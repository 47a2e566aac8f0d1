//! # Roster
//!
//! A membership roster manager with:
//! - Validated add / edit / delete of member records
//! - Stable sorting with a per-field direction toggle, and status filtering
//! - Whole-collection persistence to a named JSON storage slot
//! - A read-only directory panel fed by one HTTP fetch
//!
//! ## Architecture Overview
//!
//! ```text
//! ┌─────────────────────────────────────────────────────────────┐
//! │                 Presentation (CLI / shell)                   │
//! │        on_submit · on_edit · on_delete · on_sort · ...       │
//! └─────────────────────┬───────────────────────────────────────┘
//!                       │ Intent
//! ┌─────────────────────▼───────────────────────────────────────┐
//! │                        Engine                                │
//! │          (validate → mutate copy → save → swap)              │
//! └─────────────────────┬───────────────────────────────────────┘
//!                       │
//!          ┌────────────┼────────────┐
//!          │            │            │
//!          ▼            ▼            ▼
//!   ┌───────────┐ ┌───────────┐ ┌───────────┐
//!   │ Validator │ │  Roster   │ │   Store   │
//!   │  (pure)   │ │ (pure ops)│ │  (slot)   │
//!   └───────────┘ └───────────┘ └───────────┘
//!
//!   ┌───────────┐
//!   │ Directory │  one GET, display only
//!   └───────────┘
//! ```

// =============================================================================
// Module Declarations
// =============================================================================

pub mod error;
pub mod config;

pub mod member;
pub mod validate;
pub mod roster;
pub mod storage;
pub mod intent;
pub mod engine;
pub mod directory;
pub mod view;

// =============================================================================
// Public API Re-exports
// =============================================================================

pub use error::{Result, RosterError};
pub use config::Config;
pub use engine::Engine;
pub use member::{Member, MemberDraft, MemberId, MemberPatch, Status};

// =============================================================================
// Version Info
// =============================================================================

/// Current version of Roster
pub const VERSION: &str = env!("CARGO_PKG_VERSION");
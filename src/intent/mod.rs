//! Intent Module
//!
//! User intents raised by a presentation layer, and their outcomes.
//!
//! ## Line Format (interactive shell)
//!
//! ```text
//! list
//! show   <id>
//! add    name=<v> email=<v> age=<v> status=<v>
//! edit   <id> [name=<v>] [email=<v>] [age=<v>] [status=<v>]
//! delete <id>
//! sort   <name|email|age|status>
//! filter <all|Active|Inactive>
//! help | quit
//! ```
//!
//! Values containing spaces are double-quoted: `name="Ani Putri"`.
//! Inside quotes, `\"` and `\\` escape a quote and a backslash.

mod parser;

pub use parser::{parse_intent, tokenize};

use crate::member::{Member, MemberDraft, MemberId, MemberPatch};
use crate::roster::{Direction, SortKey, StatusFilter};

/// A parsed user intent
#[derive(Debug, Clone, PartialEq, Eq)]
pub enum Intent {
    /// Show the roster in canonical order
    List,

    /// Show one member (edit form prefill)
    Show { id: MemberId },

    /// Submit a new member
    Submit { draft: MemberDraft },

    /// Change an existing member
    Edit { id: MemberId, patch: MemberPatch },

    /// Delete a member (confirmation already obtained)
    Delete { id: MemberId },

    /// Sort by key, toggling direction
    Sort { key: SortKey },

    /// Filter by status
    Filter { filter: StatusFilter },

    /// Print usage
    Help,

    /// Leave the shell
    Quit,
}

/// Result of executing an intent
#[derive(Debug, Clone, PartialEq, Eq)]
pub enum Outcome {
    /// An ordered listing to display
    Listing(Vec<Member>),

    /// A single member to display
    Member(Member),

    Added(Member),

    Updated(Member),

    Deleted(Member),

    /// A sorted listing with the direction that was applied
    Sorted {
        key: SortKey,
        direction: Direction,
        members: Vec<Member>,
    },

    /// Nothing to display
    Nothing,
}
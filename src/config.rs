//! Configuration for Roster
//!
//! Centralized configuration with sensible defaults.

use std::path::PathBuf;

use crate::error::{Result, RosterError};

/// Main configuration for a Roster instance
#[derive(Debug, Clone)]
pub struct Config {
    // -------------------------------------------------------------------------
    // Storage Configuration
    // -------------------------------------------------------------------------
    /// Root directory for slot files
    /// Internal structure:
    ///   {data_dir}/
    ///     └── {slot}.json      (whole roster, overwritten on every save)
    pub data_dir: PathBuf,

    /// Name of the storage slot holding the roster
    pub slot: String,

    /// What to do when the slot holds malformed data
    pub load_policy: LoadPolicy,

    // -------------------------------------------------------------------------
    // Validation Configuration
    // -------------------------------------------------------------------------
    /// Upper bound for member age (None = unbounded)
    pub max_age: Option<u32>,

    // -------------------------------------------------------------------------
    // Identity Configuration
    // -------------------------------------------------------------------------
    /// How new member ids are generated
    pub id_strategy: IdStrategy,

    // -------------------------------------------------------------------------
    // Directory Configuration
    // -------------------------------------------------------------------------
    /// Member-listing endpoint for the read-only directory panel
    pub directory_url: String,

    /// Request timeout for the directory fetch (milliseconds)
    pub directory_timeout_ms: u64,

    /// User-Agent header sent to the directory endpoint
    pub user_agent: String,

    /// Honour HTTP(S)_PROXY from the environment for the directory fetch
    pub use_system_proxy: bool,
}

/// Policy for a slot whose content cannot be decoded
#[derive(Debug, Clone, Copy, PartialEq, Eq)]
pub enum LoadPolicy {
    /// Log a warning and start from an empty roster
    FallbackEmpty,

    /// Surface the parse error to the caller
    Strict,
}

/// Member id generation strategy
#[derive(Debug, Clone, Copy, PartialEq, Eq)]
pub enum IdStrategy {
    /// max existing integer id + 1
    Sequential,

    /// random UUID v4 token
    Uuid,
}

impl Default for Config {
    fn default() -> Self {
        Self {
            data_dir: PathBuf::from("./roster_data"),
            slot: "users".to_string(),
            load_policy: LoadPolicy::FallbackEmpty,
            max_age: Some(120),
            id_strategy: IdStrategy::Sequential,
            directory_url: "https://api.github.com/users".to_string(),
            directory_timeout_ms: 10_000,
            user_agent: format!("roster/{}", env!("CARGO_PKG_VERSION")),
            use_system_proxy: true,
        }
    }
}

impl Config {
    /// Create a new config builder
    pub fn builder() -> ConfigBuilder {
        ConfigBuilder::default()
    }

    /// Reject values no component can work with
    pub fn validate(&self) -> Result<()> {
        let slot = self.slot.trim();
        if slot.is_empty() {
            return Err(RosterError::Config("slot name must not be empty".to_string()));
        }
        if slot.contains(['/', '\\']) || slot == "." || slot == ".." {
            return Err(RosterError::Config(format!(
                "slot name {:?} must not contain path separators",
                self.slot
            )));
        }
        if self.max_age == Some(0) {
            return Err(RosterError::Config("max age must be at least 1".to_string()));
        }
        if self.directory_url.trim().is_empty() {
            return Err(RosterError::Config("directory url must not be empty".to_string()));
        }
        Ok(())
    }
}

/// Builder for Config
#[derive(Default)]
pub struct ConfigBuilder {
    config: Config,
}

impl ConfigBuilder {
    /// Set the data directory (root for all slots)
    pub fn data_dir(mut self, path: impl Into<PathBuf>) -> Self {
        self.config.data_dir = path.into();
        self
    }

    /// Set the storage slot name
    pub fn slot(mut self, name: impl Into<String>) -> Self {
        self.config.slot = name.into();
        self
    }

    /// Set the policy for malformed slot content
    pub fn load_policy(mut self, policy: LoadPolicy) -> Self {
        self.config.load_policy = policy;
        self
    }

    /// Set the age cap (None disables it)
    pub fn max_age(mut self, max: Option<u32>) -> Self {
        self.config.max_age = max;
        self
    }

    /// Set the id generation strategy
    pub fn id_strategy(mut self, strategy: IdStrategy) -> Self {
        self.config.id_strategy = strategy;
        self
    }

    /// Set the directory endpoint
    pub fn directory_url(mut self, url: impl Into<String>) -> Self {
        self.config.directory_url = url.into();
        self
    }

    /// Set the directory request timeout (in milliseconds)
    pub fn directory_timeout_ms(mut self, ms: u64) -> Self {
        self.config.directory_timeout_ms = ms;
        self
    }

    /// Set the User-Agent sent to the directory endpoint
    pub fn user_agent(mut self, agent: impl Into<String>) -> Self {
        self.config.user_agent = agent.into();
        self
    }

    /// Enable or disable proxy discovery for the directory fetch
    pub fn use_system_proxy(mut self, enabled: bool) -> Self {
        self.config.use_system_proxy = enabled;
        self
    }

    pub fn build(self) -> Config {
        self.config
    }
}
//! Text rendering
//!
//! Plain-text tables for the command-line presentation layer.

use std::io::Write;

use parking_lot::Mutex;

use crate::directory::DirectoryEntry;
use crate::engine::RosterObserver;
use crate::member::Member;
use crate::validate::ValidationErrors;

/// Shown instead of an empty table
pub const EMPTY_ROSTER: &str = "No members yet";

const MEMBER_HEADERS: [&str; 5] = ["ID", "Name", "Email", "Age", "Status"];
const DIRECTORY_HEADERS: [&str; 3] = ["Handle", "Profile URL", "Type"];

/// Render members as an aligned table
pub fn render_members(members: &[Member]) -> String {
    if members.is_empty() {
        return format!("{}\n", EMPTY_ROSTER);
    }

    let rows: Vec<Vec<String>> = members
        .iter()
        .map(|m| {
            vec![
                m.id.to_string(),
                m.name.clone(),
                m.email.clone(),
                m.age.to_string(),
                m.status.to_string(),
            ]
        })
        .collect();

    render_table(&MEMBER_HEADERS, &rows)
}

/// Render one member as labelled lines
pub fn render_member(member: &Member) -> String {
    format!(
        "id:     {}\nname:   {}\nemail:  {}\nage:    {}\nstatus: {}\n",
        member.id, member.name, member.email, member.age, member.status
    )
}

/// Render directory rows as an aligned table
pub fn render_directory(entries: &[DirectoryEntry]) -> String {
    if entries.is_empty() {
        return "No accounts returned\n".to_string();
    }

    let rows: Vec<Vec<String>> = entries
        .iter()
        .map(|e| vec![e.handle.clone(), e.profile_url.clone(), e.account_type.clone()])
        .collect();

    render_table(&DIRECTORY_HEADERS, &rows)
}

/// One `field: message` line per failing field
pub fn render_validation(errors: &ValidationErrors) -> String {
    errors
        .iter()
        .map(|e| format!("  {}: {}\n", e.field, e.message))
        .collect()
}

fn render_table(headers: &[&str], rows: &[Vec<String>]) -> String {
    let mut widths: Vec<usize> = headers.iter().map(|h| h.chars().count()).collect();
    for row in rows {
        for (i, cell) in row.iter().enumerate() {
            widths[i] = widths[i].max(cell.chars().count());
        }
    }

    let mut out = String::new();
    push_row(&mut out, headers.iter().copied(), &widths);
    let rule: Vec<String> = widths.iter().map(|w| "-".repeat(*w)).collect();
    push_row(&mut out, rule.iter().map(String::as_str), &widths);
    for row in rows {
        push_row(&mut out, row.iter().map(String::as_str), &widths);
    }
    out
}

fn push_row<'a>(out: &mut String, cells: impl Iterator<Item = &'a str>, widths: &[usize]) {
    let line: Vec<String> = cells
        .zip(widths)
        .map(|(cell, width)| {
            let pad = width.saturating_sub(cell.chars().count());
            format!("{}{}", cell, " ".repeat(pad))
        })
        .collect();
    out.push_str(line.join("  ").trim_end());
    out.push('\n');
}

/// Observer that redraws the member table into a writer
pub struct TableView<W: Write> {
    out: Mutex<W>,
}

impl<W: Write> TableView<W> {
    pub fn new(out: W) -> Self {
        Self {
            out: Mutex::new(out),
        }
    }

    pub fn into_inner(self) -> W {
        self.out.into_inner()
    }
}

impl<W: Write> RosterObserver for TableView<W> {
    fn roster_changed(&self, members: &[Member]) {
        let mut out = self.out.lock();
        if let Err(e) = out.write_all(render_members(members).as_bytes()).and_then(|_| out.flush()) {
            tracing::warn!(error = %e, "Failed to redraw roster table");
        }
    }
}
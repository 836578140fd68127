//! Time sources for dedup expiry.

use parking_lot::Mutex;
use std::sync::Arc;
use std::time::{Duration, Instant};

/// Source of "now" for dedup windows.
pub trait Clock: Send + Sync {
    fn now(&self) -> Instant;
}

/// Wall clock.
#[derive(Debug, Clone, Copy, Default)]
pub struct SystemClock;

impl Clock for SystemClock {
    fn now(&self) -> Instant {
        Instant::now()
    }
}

/// Clock that only moves when told to. Clones share the same time.
#[derive(Debug, Clone)]
pub struct ManualClock {
    now: Arc<Mutex<Instant>>,
}

impl ManualClock {
    pub fn new() -> Self {
        Self {
            now: Arc::new(Mutex::new(Instant::now())),
        }
    }

    pub fn advance(&self, by: Duration) {
        *self.now.lock() += by;
    }
}

impl Default for ManualClock {
    fn default() -> Self {
        Self::new()
    }
}

impl Clock for ManualClock {
    fn now(&self) -> Instant {
        *self.now.lock()
    }
}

= = =

= Task requirements =
Whenever a line of the records above contains the word "rows", it counts toward the total; give that total alone.

= Answer to this problem =
8